The mother worried that there might be something wrong. Then she came across a book that described what psychologists increasingly call "the highly sensitive child."

"The description fit perfectly. It helped me to realize that things are going to be a little different with her and I need to accept that," she said.

Sensitive children are keen observers of the world, but tend to get overstimulated. They often live intense inner lives and are highly creative, but they are wary of new situations and of people they don't know.

They also easily intuit the moods of others. This empathy draws their peers and sometimes even adults to confide in sensitive children. Later in life, they often go into helping professions like health care and counseling.

Roughly 1 in 5 children are highly sensitive, according to the research psychologist Elaine Aron, whose 1996 book "The Highly Sensitive Person" popularized the term.

Sensitivity is an inborn temperament, she says, that comes hard-wired and remains with people for their whole lives. Michael Pluess, a professor of developmental psychology at Queen Mary University of London, has found that our life experiences, particularly those early in life, also have a big impact.

"We found that about 50 percent of differences in sensitivity between people are due to genetic factors, the other half by environment, including the prenatal environment," Pluess said.

He said people fall roughly into three groups: highly sensitive, whom he calls "orchids," which need very particular environments to thrive; hardy "dandelions," which can grow virtually anywhere; and a middle group — the largest — "tulips," which fall somewhere between the two extremes.

He has found that highly sensitive people benefit more than less sensitive people from positive experiences. And that they are also more easily traumatized by painful experiences as children.

Tracy Cooper, a researcher at Baker University in Baldwin City, Kan., who identifies as a highly sensitive person, says the brains of such people have unique characteristics. Brain imaging studies have shown that they "have higher levels of activity in the mirror neurons, which has to do with empathy and socialization, and there is more connectivity across different segments of the brain, which informs creativity," he said.

Their emotional openness can make highly sensitive children want to escape from feeling overwhelmed at parties and family gatherings. They can also have trouble adjusting to the bustle of the classroom.

Sensitivity is also sometimes confused with being shy. While the majority of highly sensitive children are introverts, roughly 30% are extroverts, despite their tendency to get easily overstimulated in social situations.

When Dr. Judith Orloff, a clinical psychiatrist at the University of California, Los Angeles, was growing up, she couldn't go into shopping malls or crowded places without leaving feeling anxious or depressed. Adults told her to "toughen up."
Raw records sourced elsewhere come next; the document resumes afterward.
//! Git wire protocol implementation.
//!
//! This crate implements the git wire protocol for fetch and push operations.
//! It handles pkt-line framing, capability negotiation, v1/v2 protocol
//! exchanges, and remote configuration.

pub mod advertised;
pub mod bundle;
pub mod capability;
pub mod fetch;
pub mod pktline;
pub mod push;
pub mod remote;
pub mod sideband;
pub mod v1;
pub mod v2;

use git_transport::TransportError;

/// Errors that can occur during protocol operations.
#[derive(Debug, thiserror::Error)]
pub enum ProtocolError {
    #[error("invalid pkt-line: {0}")]
    InvalidPktLine(String),

    #[error("protocol error: {0}")]
    Protocol(String),

    #[error("server error: {0}")]
    ServerError(String),

    #[error("push rejected: {0}")]
    PushRejected(String),

    #[error("unsupported capability: {0}")]
    UnsupportedCapability(String),

    #[error("invalid refspec: {0}")]
    InvalidRefSpec(String),

    #[error(transparent)]
    Transport(#[from] TransportError),

    #[error(transparent)]
    Pack(#[from] git_pack::PackError),

    #[error(transparent)]
    Ref(#[from] git_ref::RefError),

    #[error(transparent)]
    Config(#[from] git_config::ConfigError),

    #[error(transparent)]
    Io(#[from] std::io::Error),

    #[error(transparent)]
    AdvertisedRefs(#[from] advertised::AdvertisedRefsError),
}
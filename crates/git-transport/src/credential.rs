//! Credential helper interface.
//!
//! Calls `git credential fill` to obtain authentication credentials
//! from the user's configured credential helpers.

use crate::TransportError;

/// Credential request parameters.
#[derive(Debug, Clone)]
pub struct CredentialRequest {
    pub protocol: String,
    pub host: String,
    pub path: Option<String>,
    pub username: Option<String>,
}

/// Credential response.
#[derive(Debug, Clone)]
pub struct CredentialResponse {
    pub username: String,
    pub password: String,
}

/// Get credentials using git's credential helper system.
pub fn get_credentials(request: &CredentialRequest) -> Result<CredentialResponse, TransportError> {
    use std::io::Write;
    use std::process::{Command, Stdio};

    let mut input = format!(
        "protocol={}\nhost={}\n",
        request.protocol, request.host
    );
    if let Some(ref path) = request.path {
        input.push_str(&format!("path={}\n", path));
    }
    if let Some(ref username) = request.username {
        input.push_str(&format!("username={}\n", username));
    }
    input.push('\n');

    let mut child = Command::new("git")
        .args(["credential", "fill"])
        .stdin(Stdio::piped())
        .stdout(Stdio::piped())
        .stderr(Stdio::null())
        .spawn()
        .map_err(|e| TransportError::ConnectionFailed(format!("git credential fill failed: {}", e)))?;

    if let Some(ref mut stdin) = child.stdin {
        stdin.write_all(input.as_bytes())?;
    }
    drop(child.stdin.take());

    let output = child.wait_with_output()?;
    if !output.status.success() {
        return Err(TransportError::AuthenticationFailed);
    }

    let response_str = String::from_utf8_lossy(&output.stdout);
    let mut username = None;
    let mut password = None;

    for line in response_str.lines() {
        if let Some(val) = line.strip_prefix("username=") {
            username = Some(val.to_string());
        } else if let Some(val) = line.strip_prefix("password=") {
            password = Some(val.to_string());
        }
    }

    match (username, password) {
        (Some(u), Some(p)) => Ok(CredentialResponse {
            username: u,
            password: p,
        }),
        _ => Err(TransportError::AuthenticationFailed),
    }
}

/// Approve credentials (tell the helper the credentials worked).
pub fn approve_credentials(request: &CredentialRequest, response: &CredentialResponse) -> Result<(), TransportError> {
    use std::io::Write;
    use std::process::{Command, Stdio};

    let input = format!(
        "protocol={}\nhost={}\nusername={}\npassword={}\n\n",
        request.protocol, request.host, response.username, response.password
    );

    let mut child = Command::new("git")
        .args(["credential", "approve"])
        .stdin(Stdio::piped())
        .stdout(Stdio::null())
        .stderr(Stdio::null())
        .spawn()
        .map_err(|_| TransportError::AuthenticationFailed)?;

    if let Some(ref mut stdin) = child.stdin {
        stdin.write_all(input.as_bytes())?;
    }
    drop(child.stdin.take());
    let _ = child.wait();
    Ok(())
}

/// Reject credentials (tell the helper the credentials failed).
pub fn reject_credentials(request: &CredentialRequest, response: &CredentialResponse) -> Result<(), TransportError> {
    use std::io::Write;
    use std::process::{Command, Stdio};

    let input = format!(
        "protocol={}\nhost={}\nusername={}\npassword={}\n\n",
        request.protocol, request.host, response.username, response.password
    );

    let mut child = Command::new("git")
        .args(["credential", "reject"])
        .stdin(Stdio::piped())
        .stdout(Stdio::null())
        .stderr(Stdio::null())
        .spawn()
        .map_err(|_| TransportError::AuthenticationFailed)?;

    if let Some(ref mut stdin) = child.stdin {
        stdin.write_all(input.as_bytes())?;
    }
    drop(child.stdin.take());
    let _ = child.wait();
    Ok(())
}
It was the wrong advice, she says. Sometimes you simply need to remove sensitive children from situations that distress them, she said: "Help them accept their beautiful abilities and not to be overstimulated, rather than suppressing their traits with antidepressants or anti-anxiety drugs."

Alane Freund, a family therapist in San Rafael, Calif., has pioneered a form of equine-assisted therapy to help highly sensitive teenagers better appreciate their own traits.

Like horses, highly sensitive children will tend to enter new situations more slowly. "Horses model for the children that caution is healthy," Freund said. "You don't know these people, you've got to get the lay of the land first."